(LISTED RECORDS)
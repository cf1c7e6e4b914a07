//! Typed responses, one per node or wallet call.
//!
//! Field names follow the JSON the Factom node (`factomd`) and wallet
//! (`walletd`) return, so a transport can deserialize straight into these.
//! Hashes travel as lowercase hex.

use bytes::Bytes;
use serde::{Deserialize, Serialize};

use factom_client_core::encoding::from_hex;
use factom_client_core::{ChainId, EntryHash, TxId};

mod hex_hash {
    use serde::{Deserialize, Deserializer, Serializer};

    use factom_client_core::encoding::{from_hex_array, to_hex};

    pub fn serialize<S, T>(value: &T, serializer: S) -> Result<S::Ok, S::Error>
    where
        S: Serializer,
        T: AsRef<[u8]>,
    {
        serializer.serialize_str(&to_hex(value.as_ref()))
    }

    pub fn deserialize<'de, D, T>(deserializer: D) -> Result<T, D::Error>
    where
        D: Deserializer<'de>,
        T: From<[u8; 32]>,
    {
        let text = String::deserialize(deserializer)?;
        let bytes = from_hex_array::<32>(&text).map_err(serde::de::Error::custom)?;
        Ok(T::from(bytes))
    }
}

/// The pair of payloads produced by composing a chain or entry.
///
/// Deserializes from the wallet's `compose-chain` / `compose-entry` result,
/// which wraps each payload in a ready-to-send JSON-RPC request.
#[derive(Debug, Clone, PartialEq, Eq, Deserialize)]
#[serde(try_from = "RawComposed")]
pub struct ComposedPayloads {
    /// Signed commit message.
    pub commit: Bytes,
    /// Marshalled entry.
    pub reveal: Bytes,
}

impl ComposedPayloads {
    pub fn new(commit: impl Into<Bytes>, reveal: impl Into<Bytes>) -> Self {
        Self {
            commit: commit.into(),
            reveal: reveal.into(),
        }
    }
}

#[derive(Deserialize)]
struct RawComposed {
    commit: RawRequest,
    reveal: RawRequest,
}

#[derive(Deserialize)]
struct RawRequest {
    params: RawParams,
}

#[derive(Deserialize)]
struct RawParams {
    #[serde(default)]
    message: Option<String>,
    #[serde(default)]
    entry: Option<String>,
}

impl TryFrom<RawComposed> for ComposedPayloads {
    type Error = String;

    fn try_from(raw: RawComposed) -> Result<Self, Self::Error> {
        let commit = raw.commit.params.message.ok_or("commit request has no message")?;
        let reveal = raw.reveal.params.entry.ok_or("reveal request has no entry")?;
        Ok(Self::new(
            from_hex(&commit).map_err(|e| e.to_string())?,
            from_hex(&reveal).map_err(|e| e.to_string())?,
        ))
    }
}

/// Result of `commit-chain`.
#[derive(Debug, Clone, PartialEq, Eq, Serialize, Deserialize)]
pub struct CommitChainResponse {
    pub message: String,
    #[serde(rename = "txid", with = "hex_hash")]
    pub tx_id: TxId,
    #[serde(rename = "entryhash", with = "hex_hash")]
    pub entry_hash: EntryHash,
    /// Double SHA-256 of the new chain id.
    #[serde(rename = "chainidhash", with = "hex_hash")]
    pub chain_id_hash: [u8; 32],
}

/// Result of `commit-entry`.
#[derive(Debug, Clone, PartialEq, Eq, Serialize, Deserialize)]
pub struct CommitEntryResponse {
    pub message: String,
    #[serde(rename = "txid", with = "hex_hash")]
    pub tx_id: TxId,
    #[serde(rename = "entryhash", with = "hex_hash")]
    pub entry_hash: EntryHash,
}

/// Either commit result.
#[derive(Debug, Clone, PartialEq, Eq)]
pub enum CommitResponse {
    Chain(CommitChainResponse),
    Entry(CommitEntryResponse),
}

impl CommitResponse {
    pub fn tx_id(&self) -> &TxId {
        match self {
            Self::Chain(r) => &r.tx_id,
            Self::Entry(r) => &r.tx_id,
        }
    }

    pub fn entry_hash(&self) -> &EntryHash {
        match self {
            Self::Chain(r) => &r.entry_hash,
            Self::Entry(r) => &r.entry_hash,
        }
    }

    pub fn message(&self) -> &str {
        match self {
            Self::Chain(r) => &r.message,
            Self::Entry(r) => &r.message,
        }
    }
}

/// Result of `reveal-chain` / `reveal-entry`.
#[derive(Debug, Clone, PartialEq, Eq, Serialize, Deserialize)]
pub struct RevealResponse {
    pub message: String,
    #[serde(rename = "entryhash", with = "hex_hash")]
    pub entry_hash: EntryHash,
    #[serde(rename = "chainid", with = "hex_hash")]
    pub chain_id: ChainId,
}

/// Network acknowledgement level of a commit or entry.
///
/// Ordered from least to most final.
#[derive(Debug, Clone, Copy, PartialEq, Eq, PartialOrd, Ord, Hash, Serialize, Deserialize)]
pub enum AckStatus {
    Unknown,
    NotConfirmed,
    #[serde(rename = "TransactionACK")]
    TransactionAck,
    DBlockConfirmed,
}

/// Status block inside an ack response.
#[derive(Debug, Clone, Copy, PartialEq, Eq, Serialize, Deserialize)]
pub struct AckData {
    pub status: AckStatus,
}

/// Result of `ack` for an entry.
#[derive(Debug, Clone, PartialEq, Eq, Serialize, Deserialize)]
pub struct AckResponse {
    #[serde(rename = "entryhash", with = "hex_hash")]
    pub entry_hash: EntryHash,
    #[serde(rename = "commitdata")]
    pub commit_data: AckData,
    #[serde(rename = "entrydata")]
    pub entry_data: AckData,
}

impl AckResponse {
    pub fn new(entry_hash: EntryHash, commit: AckStatus, entry: AckStatus) -> Self {
        Self {
            entry_hash,
            commit_data: AckData { status: commit },
            entry_data: AckData { status: entry },
        }
    }

    /// The status polling decisions are made on: that of the revealed entry.
    pub fn status(&self) -> AckStatus {
        self.entry_data.status
    }
}

/// Header of an entry block.
#[derive(Debug, Clone, PartialEq, Eq, Serialize, Deserialize)]
pub struct EntryBlockHeader {
    #[serde(rename = "chainid", with = "hex_hash")]
    pub chain_id: ChainId,
    /// Directory block height the entry block belongs to.
    #[serde(rename = "dbheight")]
    pub height: u64,
    /// Block time, seconds since the Unix epoch.
    pub timestamp: u64,
    #[serde(rename = "blocksequencenumber")]
    pub sequence: u64,
}

/// An entry reference inside an entry block.
#[derive(Debug, Clone, PartialEq, Eq, Serialize, Deserialize)]
pub struct EntryBlockEntry {
    #[serde(rename = "entryhash", with = "hex_hash")]
    pub entry_hash: EntryHash,
    pub timestamp: u64,
}

/// A block of one chain's entries, as returned by `entry-block`.
#[derive(Debug, Clone, PartialEq, Eq, Serialize, Deserialize)]
pub struct EntryBlock {
    pub header: EntryBlockHeader,
    #[serde(rename = "entrylist")]
    pub entries: Vec<EntryBlockEntry>,
}

impl EntryBlock {
    pub fn height(&self) -> u64 {
        self.header.height
    }
}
(End LISTED RECORDS)
◆ **WORK INSTRUCTIONS**: Please transcribe the entries above exactly as written.

◆ **SOLUTION TO THIS PROBLEM**:
repository cf1c7e6e4b914a07
//! Typed responses, one per node or wallet call.
//!
//! Field names follow the JSON the Factom node (`factomd`) and wallet
//! (`walletd`) return, so a transport can deserialize straight into these.
//! Hashes travel as lowercase hex.

use bytes::Bytes;
use serde::{Deserialize, Serialize};

use factom_client_core::encoding::from_hex;
use factom_client_core::{ChainId, EntryHash, TxId};

mod hex_hash {
    use serde::{Deserialize, Deserializer, Serializer};

    use factom_client_core::encoding::{from_hex_array, to_hex};

    pub fn serialize<S, T>(value: &T, serializer: S) -> Result<S::Ok, S::Error>
    where
        S: Serializer,
        T: AsRef<[u8]>,
    {
        serializer.serialize_str(&to_hex(value.as_ref()))
    }

    pub fn deserialize<'de, D, T>(deserializer: D) -> Result<T, D::Error>
    where
        D: Deserializer<'de>,
        T: From<[u8; 32]>,
    {
        let text = String::deserialize(deserializer)?;
        let bytes = from_hex_array::<32>(&text).map_err(serde::de::Error::custom)?;
        Ok(T::from(bytes))
    }
}

/// The pair of payloads produced by composing a chain or entry.
///
/// Deserializes from the wallet's `compose-chain` / `compose-entry` result,
/// which wraps each payload in a ready-to-send JSON-RPC request.
#[derive(Debug, Clone, PartialEq, Eq, Deserialize)]
#[serde(try_from = "RawComposed")]
pub struct ComposedPayloads {
    /// Signed commit message.
    pub commit: Bytes,
    /// Marshalled entry.
    pub reveal: Bytes,
}

impl ComposedPayloads {
    pub fn new(commit: impl Into<Bytes>, reveal: impl Into<Bytes>) -> Self {
        Self {
            commit: commit.into(),
            reveal: reveal.into(),
        }
    }
}

#[derive(Deserialize)]
struct RawComposed {
    commit: RawRequest,
    reveal: RawRequest,
}

#[derive(Deserialize)]
struct RawRequest {
    params: RawParams,
}

#[derive(Deserialize)]
struct RawParams {
    #[serde(default)]
    message: Option<String>,
    #[serde(default)]
    entry: Option<String>,
}

impl TryFrom<RawComposed> for ComposedPayloads {
    type Error = String;

    fn try_from(raw: RawComposed) -> Result<Self, Self::Error> {
        let commit = raw.commit.params.message.ok_or("commit request has no message")?;
        let reveal = raw.reveal.params.entry.ok_or("reveal request has no entry")?;
        Ok(Self::new(
            from_hex(&commit).map_err(|e| e.to_string())?,
            from_hex(&reveal).map_err(|e| e.to_string())?,
        ))
    }
}

/// Result of `commit-chain`.
#[derive(Debug, Clone, PartialEq, Eq, Serialize, Deserialize)]
pub struct CommitChainResponse {
    pub message: String,
    #[serde(rename = "txid", with = "hex_hash")]
    pub tx_id: TxId,
    #[serde(rename = "entryhash", with = "hex_hash")]
    pub entry_hash: EntryHash,
    /// Double SHA-256 of the new chain id.
    #[serde(rename = "chainidhash", with = "hex_hash")]
    pub chain_id_hash: [u8; 32],
}

/// Result of `commit-entry`.
#[derive(Debug, Clone, PartialEq, Eq, Serialize, Deserialize)]
pub struct CommitEntryResponse {
    pub message: String,
    #[serde(rename = "txid", with = "hex_hash")]
    pub tx_id: TxId,
    #[serde(rename = "entryhash", with = "hex_hash")]
    pub entry_hash: EntryHash,
}

/// Either commit result.
#[derive(Debug, Clone, PartialEq, Eq)]
pub enum CommitResponse {
    Chain(CommitChainResponse),
    Entry(CommitEntryResponse),
}

impl CommitResponse {
    pub fn tx_id(&self) -> &TxId {
        match self {
            Self::Chain(r) => &r.tx_id,
            Self::Entry(r) => &r.tx_id,
        }
    }

    pub fn entry_hash(&self) -> &EntryHash {
        match self {
            Self::Chain(r) => &r.entry_hash,
            Self::Entry(r) => &r.entry_hash,
        }
    }

    pub fn message(&self) -> &str {
        match self {
            Self::Chain(r) => &r.message,
            Self::Entry(r) => &r.message,
        }
    }
}

/// Result of `reveal-chain` / `reveal-entry`.
#[derive(Debug, Clone, PartialEq, Eq, Serialize, Deserialize)]
pub struct RevealResponse {
    pub message: String,
    #[serde(rename = "entryhash", with = "hex_hash")]
    pub entry_hash: EntryHash,
    #[serde(rename = "chainid", with = "hex_hash")]
    pub chain_id: ChainId,
}

/// Network acknowledgement level of a commit or entry.
///
/// Ordered from least to most final.
#[derive(Debug, Clone, Copy, PartialEq, Eq, PartialOrd, Ord, Hash, Serialize, Deserialize)]
pub enum AckStatus {
    Unknown,
    NotConfirmed,
    #[serde(rename = "TransactionACK")]
    TransactionAck,
    DBlockConfirmed,
}

/// Status block inside an ack response.
#[derive(Debug, Clone, Copy, PartialEq, Eq, Serialize, Deserialize)]
pub struct AckData {
    pub status: AckStatus,
}

/// Result of `ack` for an entry.
#[derive(Debug, Clone, PartialEq, Eq, Serialize, Deserialize)]
pub struct AckResponse {
    #[serde(rename = "entryhash", with = "hex_hash")]
    pub entry_hash: EntryHash,
    #[serde(rename = "commitdata")]
    pub commit_data: AckData,
    #[serde(rename = "entrydata")]
    pub entry_data: AckData,
}

impl AckResponse {
    pub fn new(entry_hash: EntryHash, commit: AckStatus, entry: AckStatus) -> Self {
        Self {
            entry_hash,
            commit_data: AckData { status: commit },
            entry_data: AckData { status: entry },
        }
    }

    /// The status polling decisions are made on: that of the revealed entry.
    pub fn status(&self) -> AckStatus {
        self.entry_data.status
    }
}

/// Header of an entry block.
#[derive(Debug, Clone, PartialEq, Eq, Serialize, Deserialize)]
pub struct EntryBlockHeader {
    #[serde(rename = "chainid", with = "hex_hash")]
    pub chain_id: ChainId,
    /// Directory block height the entry block belongs to.
    #[serde(rename = "dbheight")]
    pub height: u64,
    /// Block time, seconds since the Unix epoch.
    pub timestamp: u64,
    #[serde(rename = "blocksequencenumber")]
    pub sequence: u64,
}

/// An entry reference inside an entry block.
#[derive(Debug, Clone, PartialEq, Eq, Serialize, Deserialize)]
pub struct EntryBlockEntry {
    #[serde(rename = "entryhash", with = "hex_hash")]
    pub entry_hash: EntryHash,
    pub timestamp: u64,
}

/// A block of one chain's entries, as returned by `entry-block`.
#[derive(Debug, Clone, PartialEq, Eq, Serialize, Deserialize)]
pub struct EntryBlock {
    pub header: EntryBlockHeader,
    #[serde(rename = "entrylist")]
    pub entries: Vec<EntryBlockEntry>,
}

impl EntryBlock {
    pub fn height(&self) -> u64 {
        self.header.height
    }
}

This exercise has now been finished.